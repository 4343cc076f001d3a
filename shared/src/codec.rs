//! Length-prefixed codec for TCP framing
//!
//! All gateway messages are framed as:
//! ```text
//! [ 4 bytes: length (u32, big-endian) ][ N bytes: protobuf message ]
//! ```
//!
//! Requests and responses are small, so frames are capped well below what a
//! streaming protocol would allow.

use bytes::{Buf, BufMut, Bytes, BytesMut};
use prost::Message;
use thiserror::Error;

/// Maximum frame payload size (64 KiB)
pub const MAX_MESSAGE_SIZE: u32 = 64 * 1024;

/// Errors that can occur during encoding/decoding
#[derive(Error, Debug)]
pub enum CodecError {
    #[error("Message too large: {0} bytes (max: {MAX_MESSAGE_SIZE})")]
    MessageTooLarge(usize),

    #[error("Invalid message length prefix: {0}")]
    InvalidLength(u32),

    #[error("Protobuf decode error: {0}")]
    DecodeError(#[from] prost::DecodeError),

    #[error("Protobuf encode error: {0}")]
    EncodeError(#[from] prost::EncodeError),
}

/// Encode a message into a length-prefixed byte buffer
pub fn encode<M: Message>(message: &M) -> Result<Bytes, CodecError> {
    let mut buf = BytesMut::new();
    encode_into(message, &mut buf)?;
    Ok(buf.freeze())
}

/// Encode a message directly into a provided buffer
fn encode_into<M: Message>(message: &M, buf: &mut BytesMut) -> Result<(), CodecError> {
    let msg_len = message.encoded_len();

    if msg_len > MAX_MESSAGE_SIZE as usize {
        return Err(CodecError::MessageTooLarge(msg_len));
    }

    buf.reserve(4 + msg_len);
    buf.put_u32(msg_len as u32);
    message.encode(buf)?;

    Ok(())
}

/// Try to decode a length-prefixed message from a buffer
///
/// Returns:
/// - `Ok(Some(message))` if a complete message was decoded
/// - `Ok(None)` if more data is needed (nothing is consumed)
/// - `Err(...)` if the data is invalid
pub fn decode<M: Message + Default>(buf: &mut BytesMut) -> Result<Option<M>, CodecError> {
    if buf.len() < 4 {
        return Ok(None);
    }

    // Peek at the length prefix without consuming
    let msg_len = u32::from_be_bytes([buf[0], buf[1], buf[2], buf[3]]);

    if msg_len > MAX_MESSAGE_SIZE {
        return Err(CodecError::InvalidLength(msg_len));
    }

    let total_len = 4 + msg_len as usize;
    if buf.len() < total_len {
        return Ok(None);
    }

    buf.advance(4);
    let msg_bytes = buf.split_to(msg_len as usize);

    Ok(Some(M::decode(msg_bytes)?))
}

/// Accumulates bytes read from a stream and yields complete frames
#[derive(Debug, Default)]
pub struct FrameDecoder {
    buffer: BytesMut,
}

impl FrameDecoder {
    pub fn new() -> Self {
        Self {
            buffer: BytesMut::with_capacity(4096),
        }
    }

    /// Add data to the decoder buffer
    pub fn extend(&mut self, data: &[u8]) {
        self.buffer.extend_from_slice(data);
    }

    /// Try to decode the next frame from the buffer
    ///
    /// Call this repeatedly until it returns `Ok(None)` to drain all complete frames
    pub fn decode_next<M: Message + Default>(&mut self) -> Result<Option<M>, CodecError> {
        decode(&mut self.buffer)
    }

    /// Bytes buffered but not yet decoded
    pub fn pending_len(&self) -> usize {
        self.buffer.len()
    }
}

* Exercise details
Take the stretch of lines above from the one containing "#[derive(Error, Debug)]" through the one containing "let mut buf = BytesMut::new();" and repeat it exactly, adding no other line.

* Answer below
#[derive(Error, Debug)]
pub enum CodecError {
    #[error("Message too large: {0} bytes (max: {MAX_MESSAGE_SIZE})")]
    MessageTooLarge(usize),

    #[error("Invalid message length prefix: {0}")]
    InvalidLength(u32),

    #[error("Protobuf decode error: {0}")]
    DecodeError(#[from] prost::DecodeError),

    #[error("Protobuf encode error: {0}")]
    EncodeError(#[from] prost::EncodeError),
}

/// Encode a message into a length-prefixed byte buffer
pub fn encode<M: Message>(message: &M) -> Result<Bytes, CodecError> {
    let mut buf = BytesMut::new();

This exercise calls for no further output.